#### Task brief:
Without altering anything, repeat each of the records.

#### Information supplied:
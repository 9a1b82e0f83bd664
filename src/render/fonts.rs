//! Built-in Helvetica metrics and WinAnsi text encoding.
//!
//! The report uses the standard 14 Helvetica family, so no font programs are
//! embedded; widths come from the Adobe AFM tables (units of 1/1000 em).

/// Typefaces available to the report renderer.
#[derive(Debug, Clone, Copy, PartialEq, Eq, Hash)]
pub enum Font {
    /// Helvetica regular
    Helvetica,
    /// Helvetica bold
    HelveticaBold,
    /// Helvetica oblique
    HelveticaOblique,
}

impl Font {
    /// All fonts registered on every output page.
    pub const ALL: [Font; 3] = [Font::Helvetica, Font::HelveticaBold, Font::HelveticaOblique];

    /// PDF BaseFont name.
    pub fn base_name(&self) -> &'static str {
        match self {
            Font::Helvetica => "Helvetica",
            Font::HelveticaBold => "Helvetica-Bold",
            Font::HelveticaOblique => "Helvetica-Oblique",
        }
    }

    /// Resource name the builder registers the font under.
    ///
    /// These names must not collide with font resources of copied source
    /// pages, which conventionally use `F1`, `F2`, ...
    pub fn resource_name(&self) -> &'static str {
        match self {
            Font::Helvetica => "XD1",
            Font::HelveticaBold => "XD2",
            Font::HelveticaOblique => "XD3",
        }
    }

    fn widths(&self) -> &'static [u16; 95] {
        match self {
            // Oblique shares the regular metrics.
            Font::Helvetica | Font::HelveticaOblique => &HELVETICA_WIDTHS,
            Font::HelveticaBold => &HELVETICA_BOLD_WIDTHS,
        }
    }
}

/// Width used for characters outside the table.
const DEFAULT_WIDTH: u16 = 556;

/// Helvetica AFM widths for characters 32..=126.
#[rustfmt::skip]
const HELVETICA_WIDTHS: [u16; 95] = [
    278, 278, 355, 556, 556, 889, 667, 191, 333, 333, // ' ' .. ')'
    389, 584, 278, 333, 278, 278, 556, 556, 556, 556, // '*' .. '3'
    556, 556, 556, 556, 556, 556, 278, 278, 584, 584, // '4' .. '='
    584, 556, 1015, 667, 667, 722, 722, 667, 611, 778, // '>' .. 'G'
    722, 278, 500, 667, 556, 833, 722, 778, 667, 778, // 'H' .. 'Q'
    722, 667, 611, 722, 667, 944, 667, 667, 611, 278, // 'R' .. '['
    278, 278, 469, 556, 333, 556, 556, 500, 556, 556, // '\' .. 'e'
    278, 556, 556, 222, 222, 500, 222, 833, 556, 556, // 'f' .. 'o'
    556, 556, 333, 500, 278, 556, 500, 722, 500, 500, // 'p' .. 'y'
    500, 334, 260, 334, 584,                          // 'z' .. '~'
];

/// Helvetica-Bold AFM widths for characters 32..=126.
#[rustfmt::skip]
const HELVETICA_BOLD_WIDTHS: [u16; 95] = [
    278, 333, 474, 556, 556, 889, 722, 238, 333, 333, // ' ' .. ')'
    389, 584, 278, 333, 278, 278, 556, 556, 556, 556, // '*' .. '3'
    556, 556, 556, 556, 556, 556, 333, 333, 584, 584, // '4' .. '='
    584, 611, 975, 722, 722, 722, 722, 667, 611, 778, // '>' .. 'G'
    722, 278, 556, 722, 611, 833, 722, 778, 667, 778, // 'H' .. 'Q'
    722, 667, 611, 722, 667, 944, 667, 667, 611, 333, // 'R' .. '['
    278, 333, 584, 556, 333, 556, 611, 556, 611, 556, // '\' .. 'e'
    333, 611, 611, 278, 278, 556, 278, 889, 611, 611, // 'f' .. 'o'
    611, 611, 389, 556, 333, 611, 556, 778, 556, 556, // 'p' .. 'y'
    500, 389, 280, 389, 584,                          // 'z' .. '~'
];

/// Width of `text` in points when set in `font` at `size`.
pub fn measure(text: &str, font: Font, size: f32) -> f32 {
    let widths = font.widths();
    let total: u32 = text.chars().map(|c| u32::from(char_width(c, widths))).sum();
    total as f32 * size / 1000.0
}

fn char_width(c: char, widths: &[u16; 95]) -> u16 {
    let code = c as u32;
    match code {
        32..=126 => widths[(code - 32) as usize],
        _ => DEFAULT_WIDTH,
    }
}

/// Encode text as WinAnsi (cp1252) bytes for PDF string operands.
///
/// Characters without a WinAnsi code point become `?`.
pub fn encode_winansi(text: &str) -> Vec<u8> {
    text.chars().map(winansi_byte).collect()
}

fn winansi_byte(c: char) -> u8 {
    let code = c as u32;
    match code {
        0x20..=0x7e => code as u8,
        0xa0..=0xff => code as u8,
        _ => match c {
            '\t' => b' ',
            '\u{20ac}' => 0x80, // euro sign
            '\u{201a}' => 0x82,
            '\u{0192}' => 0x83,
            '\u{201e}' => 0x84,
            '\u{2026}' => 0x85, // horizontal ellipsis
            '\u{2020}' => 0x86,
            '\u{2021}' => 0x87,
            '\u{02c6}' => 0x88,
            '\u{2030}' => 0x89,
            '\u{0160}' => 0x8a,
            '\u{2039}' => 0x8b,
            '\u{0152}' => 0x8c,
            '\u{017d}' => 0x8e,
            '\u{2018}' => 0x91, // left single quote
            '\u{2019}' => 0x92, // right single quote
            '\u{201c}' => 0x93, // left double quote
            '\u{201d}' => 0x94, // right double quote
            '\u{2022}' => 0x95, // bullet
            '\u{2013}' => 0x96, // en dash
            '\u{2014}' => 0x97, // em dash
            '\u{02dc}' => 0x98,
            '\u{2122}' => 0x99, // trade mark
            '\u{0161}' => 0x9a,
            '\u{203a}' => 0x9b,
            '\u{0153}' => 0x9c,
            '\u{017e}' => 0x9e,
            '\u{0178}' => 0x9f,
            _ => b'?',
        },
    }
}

#### Written reply:
repository 9a1b82e0f83bd664
filename src/render/fonts.rs
//! Built-in Helvetica metrics and WinAnsi text encoding.
//!
//! The report uses the standard 14 Helvetica family, so no font programs are
//! embedded; widths come from the Adobe AFM tables (units of 1/1000 em).

/// Typefaces available to the report renderer.
#[derive(Debug, Clone, Copy, PartialEq, Eq, Hash)]
pub enum Font {
    /// Helvetica regular
    Helvetica,
    /// Helvetica bold
    HelveticaBold,
    /// Helvetica oblique
    HelveticaOblique,
}

impl Font {
    /// All fonts registered on every output page.
    pub const ALL: [Font; 3] = [Font::Helvetica, Font::HelveticaBold, Font::HelveticaOblique];

    /// PDF BaseFont name.
    pub fn base_name(&self) -> &'static str {
        match self {
            Font::Helvetica => "Helvetica",
            Font::HelveticaBold => "Helvetica-Bold",
            Font::HelveticaOblique => "Helvetica-Oblique",
        }
    }

    /// Resource name the builder registers the font under.
    ///
    /// These names must not collide with font resources of copied source
    /// pages, which conventionally use `F1`, `F2`, ...
    pub fn resource_name(&self) -> &'static str {
        match self {
            Font::Helvetica => "XD1",
            Font::HelveticaBold => "XD2",
            Font::HelveticaOblique => "XD3",
        }
    }

    fn widths(&self) -> &'static [u16; 95] {
        match self {
            // Oblique shares the regular metrics.
            Font::Helvetica | Font::HelveticaOblique => &HELVETICA_WIDTHS,
            Font::HelveticaBold => &HELVETICA_BOLD_WIDTHS,
        }
    }
}

/// Width used for characters outside the table.
const DEFAULT_WIDTH: u16 = 556;

/// Helvetica AFM widths for characters 32..=126.
#[rustfmt::skip]
const HELVETICA_WIDTHS: [u16; 95] = [
    278, 278, 355, 556, 556, 889, 667, 191, 333, 333, // ' ' .. ')'
    389, 584, 278, 333, 278, 278, 556, 556, 556, 556, // '*' .. '3'
    556, 556, 556, 556, 556, 556, 278, 278, 584, 584, // '4' .. '='
    584, 556, 1015, 667, 667, 722, 722, 667, 611, 778, // '>' .. 'G'
    722, 278, 500, 667, 556, 833, 722, 778, 667, 778, // 'H' .. 'Q'
    722, 667, 611, 722, 667, 944, 667, 667, 611, 278, // 'R' .. '['
    278, 278, 469, 556, 333, 556, 556, 500, 556, 556, // '\' .. 'e'
    278, 556, 556, 222, 222, 500, 222, 833, 556, 556, // 'f' .. 'o'
    556, 556, 333, 500, 278, 556, 500, 722, 500, 500, // 'p' .. 'y'
    500, 334, 260, 334, 584,                          // 'z' .. '~'
];

/// Helvetica-Bold AFM widths for characters 32..=126.
#[rustfmt::skip]
const HELVETICA_BOLD_WIDTHS: [u16; 95] = [
    278, 333, 474, 556, 556, 889, 722, 238, 333, 333, // ' ' .. ')'
    389, 584, 278, 333, 278, 278, 556, 556, 556, 556, // '*' .. '3'
    556, 556, 556, 556, 556, 556, 333, 333, 584, 584, // '4' .. '='
    584, 611, 975, 722, 722, 722, 722, 667, 611, 778, // '>' .. 'G'
    722, 278, 556, 722, 611, 833, 722, 778, 667, 778, // 'H' .. 'Q'
    722, 667, 611, 722, 667, 944, 667, 667, 611, 333, // 'R' .. '['
    278, 333, 584, 556, 333, 556, 611, 556, 611, 556, // '\' .. 'e'
    333, 611, 611, 278, 278, 556, 278, 889, 611, 611, // 'f' .. 'o'
    611, 611, 389, 556, 333, 611, 556, 778, 556, 556, // 'p' .. 'y'
    500, 389, 280, 389, 584,                          // 'z' .. '~'
];

/// Width of `text` in points when set in `font` at `size`.
pub fn measure(text: &str, font: Font, size: f32) -> f32 {
    let widths = font.widths();
    let total: u32 = text.chars().map(|c| u32::from(char_width(c, widths))).sum();
    total as f32 * size / 1000.0
}

fn char_width(c: char, widths: &[u16; 95]) -> u16 {
    let code = c as u32;
    match code {
        32..=126 => widths[(code - 32) as usize],
        _ => DEFAULT_WIDTH,
    }
}

/// Encode text as WinAnsi (cp1252) bytes for PDF string operands.
///
/// Characters without a WinAnsi code point become `?`.
pub fn encode_winansi(text: &str) -> Vec<u8> {
    text.chars().map(winansi_byte).collect()
}

fn winansi_byte(c: char) -> u8 {
    let code = c as u32;
    match code {
        0x20..=0x7e => code as u8,
        0xa0..=0xff => code as u8,
        _ => match c {
            '\t' => b' ',
            '\u{20ac}' => 0x80, // euro sign
            '\u{201a}' => 0x82,
            '\u{0192}' => 0x83,
            '\u{201e}' => 0x84,
            '\u{2026}' => 0x85, // horizontal ellipsis
            '\u{2020}' => 0x86,
            '\u{2021}' => 0x87,
            '\u{02c6}' => 0x88,
            '\u{2030}' => 0x89,
            '\u{0160}' => 0x8a,
            '\u{2039}' => 0x8b,
            '\u{0152}' => 0x8c,
            '\u{017d}' => 0x8e,
            '\u{2018}' => 0x91, // left single quote
            '\u{2019}' => 0x92, // right single quote
            '\u{201c}' => 0x93, // left double quote
            '\u{201d}' => 0x94, // right double quote
            '\u{2022}' => 0x95, // bullet
            '\u{2013}' => 0x96, // en dash
            '\u{2014}' => 0x97, // em dash
            '\u{02dc}' => 0x98,
            '\u{2122}' => 0x99, // trade mark
            '\u{0161}' => 0x9a,
            '\u{203a}' => 0x9b,
            '\u{0153}' => 0x9c,
            '\u{017e}' => 0x9e,
            '\u{0178}' => 0x9f,
            _ => b'?',
        },
    }
}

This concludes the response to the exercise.